Racial composition was another factor that distinguished Grace from Harlem Academy. As Ms. Carpenter described, when students are surrounded by people who look like them and share similar experiences, they feel a sense of “cultural affirmation.” Grace’s student body primarily consists of white students and thus, subjected Tara to a dramatic shift from the community at Harlem Academy. 

Dante, a current eighth grader at George Jackson Academy, expressed similar fears about finding these pockets of cultural affirmation at a future PWI. In an interview with Gazette staff writer Alejandro I. ’25, Dante stated, “I just hope I find people who share my experiences. If not, I’m scared I may be alone.”

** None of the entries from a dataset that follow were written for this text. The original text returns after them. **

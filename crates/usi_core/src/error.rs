use thiserror::Error;

/// Failures reported by a [`RulesEngine`](crate::RulesEngine) backend.
#[derive(Debug, Clone, Error, PartialEq, Eq)]
pub enum RulesError {
    #[error("invalid sfen: {0}")]
    InvalidSfen(String),
    #[error("illegal move: {0}")]
    IllegalMove(String),
    #[error("rules backend failure: {0}")]
    Backend(String),
}

/// Failures reported by a [`MoveOracle`](crate::MoveOracle) backend.
///
/// A malformed answer is *not* an error (it is `Ok(None)`); these are
/// infrastructure failures only.
#[derive(Debug, Clone, Error, PartialEq, Eq)]
pub enum OracleError {
    #[error("oracle unavailable: {0}")]
    Unavailable(String),
    #[error("oracle timed out after {0} ms")]
    Timeout(u64),
}

/// Errors from establishing or mutating the current position.
///
/// All of these are scoped to the command that caused them; the session
/// reports them with `info string` and keeps running.
#[derive(Debug, Clone, Error, PartialEq, Eq)]
pub enum PositionError {
    #[error("invalid position specification: {0}")]
    InvalidSpecification(String),
    #[error("illegal move {mv} at index {index} of the move list")]
    IllegalReplayMove { index: usize, mv: String },
    #[error("no position")]
    NoPosition,
    #[error("illegal move {0}")]
    IllegalMove(String),
    #[error(transparent)]
    Rules(#[from] RulesError),
}
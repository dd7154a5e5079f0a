//! Deterministic stand-ins for the rules backend and the move oracle.

use crate::{MoveOracle, OracleError, OraclePrediction, RulesEngine, RulesError, Side};

/// A countdown game: players alternately take 1-3 stones, encoded as a
/// 4-field "sfen" `<stones> <b|w> - <ply>`. Moves are `take1`..`take3`.
///
/// Legal moves and mate answers can be overridden to script the policy.
#[derive(Debug, Default)]
pub struct CountdownRules {
    pub legal_override: Option<Vec<String>>,
    pub mate: Option<String>,
    pub fail_legal: bool,
    pub fail_mate: bool,
    pub mate_horizons: Vec<u32>,
}

#[derive(Clone, Debug, PartialEq, Eq)]
pub struct Countdown {
    pub stones: u32,
    pub side: Side,
    pub ply: u32,
}

impl CountdownRules {
    pub fn new() -> Self {
        Self::default()
    }

    pub fn with_legal(mut self, moves: &[&str]) -> Self {
        self.legal_override = Some(moves.iter().map(|m| m.to_string()).collect());
        self
    }

    pub fn with_mate(mut self, mv: &str) -> Self {
        self.mate = Some(mv.to_string());
        self
    }

    pub fn board(stones: u32, side: Side) -> Countdown {
        Countdown { stones, side, ply: 1 }
    }
}

impl RulesEngine for CountdownRules {
    type Board = Countdown;

    fn start_position(&mut self) -> Result<Countdown, RulesError> {
        Ok(Countdown {
            stones: 10,
            side: Side::First,
            ply: 1,
        })
    }

    fn parse_position(&mut self, sfen: &str) -> Result<Countdown, RulesError> {
        let fields: Vec<&str> = sfen.split_whitespace().collect();
        let invalid = || RulesError::InvalidSfen(sfen.to_string());
        if fields.len() != 4 || fields[2] != "-" {
            return Err(invalid());
        }
        Ok(Countdown {
            stones: fields[0].parse().map_err(|_| invalid())?,
            side: Side::from_sfen_turn(fields[1]).ok_or_else(invalid)?,
            ply: fields[3].parse().map_err(|_| invalid())?,
        })
    }

    fn serialize(&self, board: &Countdown) -> String {
        format!("{} {} - {}", board.stones, board.side.sfen_turn(), board.ply)
    }

    fn side_to_move(&self, board: &Countdown) -> Side {
        board.side
    }

    fn legal_moves(&mut self, board: &Countdown) -> Result<Vec<String>, RulesError> {
        if self.fail_legal {
            return Err(RulesError::Backend("legal moves unavailable".into()));
        }
        if let Some(moves) = &self.legal_override {
            return Ok(moves.clone());
        }
        Ok((1..=board.stones.min(3)).map(|k| format!("take{k}")).collect())
    }

    fn apply_move(&mut self, board: &Countdown, mv: &str) -> Result<Countdown, RulesError> {
        let take: u32 = mv
            .strip_prefix("take")
            .and_then(|k| k.parse().ok())
            .filter(|k| (1..=3).contains(k) && *k <= board.stones)
            .ok_or_else(|| RulesError::IllegalMove(mv.to_string()))?;
        Ok(Countdown {
            stones: board.stones - take,
            side: board.side.other(),
            ply: board.ply + 1,
        })
    }

    fn find_forced_mate(
        &mut self,
        _board: &Countdown,
        horizon: u32,
    ) -> Result<Option<String>, RulesError> {
        self.mate_horizons.push(horizon);
        if self.fail_mate {
            return Err(RulesError::Backend("mate search crashed".into()));
        }
        Ok(self.mate.clone())
    }
}

/// Oracle that always gives the same answer and records what it was asked.
#[derive(Debug)]
pub struct ScriptedOracle {
    pub response: Result<Option<OraclePrediction>, OracleError>,
    pub queries: Vec<String>,
    pub options: Vec<(String, String)>,
}

impl ScriptedOracle {
    pub fn predicting(candidate: &str, winner: Side, confidence: f32) -> Self {
        Self::with_response(Ok(Some(OraclePrediction::new(candidate, winner, confidence))))
    }

    pub fn malformed() -> Self {
        Self::with_response(Ok(None))
    }

    pub fn failing() -> Self {
        Self::with_response(Err(OracleError::Unavailable("backend down".into())))
    }

    fn with_response(response: Result<Option<OraclePrediction>, OracleError>) -> Self {
        Self {
            response,
            queries: Vec::new(),
            options: Vec::new(),
        }
    }
}

impl MoveOracle for ScriptedOracle {
    fn predict(&mut self, sfen: &str) -> Result<Option<OraclePrediction>, OracleError> {
        self.queries.push(sfen.to_string());
        self.response.clone()
    }

    fn set_option(&mut self, name: &str, value: &str) -> bool {
        self.options.push((name.to_string(), value.to_string()));
        name == "MaxNewTokens"
    }
}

As part of an effort to reduce the culture shock that Grace imposes on incoming students, Grace has formed a close partnership with Harlem Academy. Every year, Ms. Carpenter, along with Grace students who formerly attended Harlem Academy, visits the academy to answer seventh and eighth graders’ questions. Their questions range from concerns over racism like: “Am I going to be called the n-word?” to others about their abilities like: “How will I know that my teachers know that I’m smart?” 

According to Ms. Carpenter, the goal of these meetings is to ensure that they form “expectations that are in alignment with reality” or, in other words, to reduce the shock that often accompanies a transition to a PWI. 

As part of that effort, Grace also invites students from Harlem Academy and George Jackson Academy, another school that primarily consists of students of color, to the annual MLK Symposium. Spending the day at Grace, mingling with students, and eating lunch in the cafeteria, is supposed to provide prospective students with a preview of their potential futures at Grace and to mitigate some of their culture shock.  

As a current teacher at Harlem Academy, Tara shared that she encourages her students to “be who they are, regardless of what room they stand in, because people are going to love them no matter what.” She also likes to “let them know that these grades and these things do not define me because I think that, a lot of times, academics is painted as the only thing that matters, and I get that, but who you are matters, too.”

It’s impossible to completely eliminate the disorienting, oftentimes traumatic effects of plunging headfirst into Grace’s predominantly white, wealthy environment. As Tara’s experiences demonstrate, the transition to Grace can be riddled with self-doubt and questions of belonging. That being said, it’s clear that Grace is making strides toward preparing students from schools like Harlem Academy and George Jackson Academy for life at Grace. However, it’s still largely up to Grace students to remain conscious of their language surrounding money and to maintain socio-economic awareness. 

 Miranda Chao Hwang ‘24 is a Senior Columnist for The Gazette.